### [What the task requires]
What do the lines say from the start of the entries through the one containing "sibling keys untouched."? Repeat them exactly.

==============================

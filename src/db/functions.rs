//! PostgreSQL functions exposed to the diesel query builder.

use diesel::define_sql_function;
use diesel::sql_types::{Array, Jsonb, Text};

define_sql_function! {
    /// `jsonb_set(target, path, new_value)`: replaces the value at `path`
    /// inside `target`, leaving sibling keys untouched.
    #[sql_name = "jsonb_set"]
    fn jsonb_set_path(target: Jsonb, path: Array<Text>, new_value: Jsonb) -> Jsonb;
}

==============================

### [Written solution]
filename src/db/functions.rs
//! PostgreSQL functions exposed to the diesel query builder.

use diesel::define_sql_function;
use diesel::sql_types::{Array, Jsonb, Text};

define_sql_function! {
    /// `jsonb_set(target, path, new_value)`: replaces the value at `path`
    /// inside `target`, leaving sibling keys untouched.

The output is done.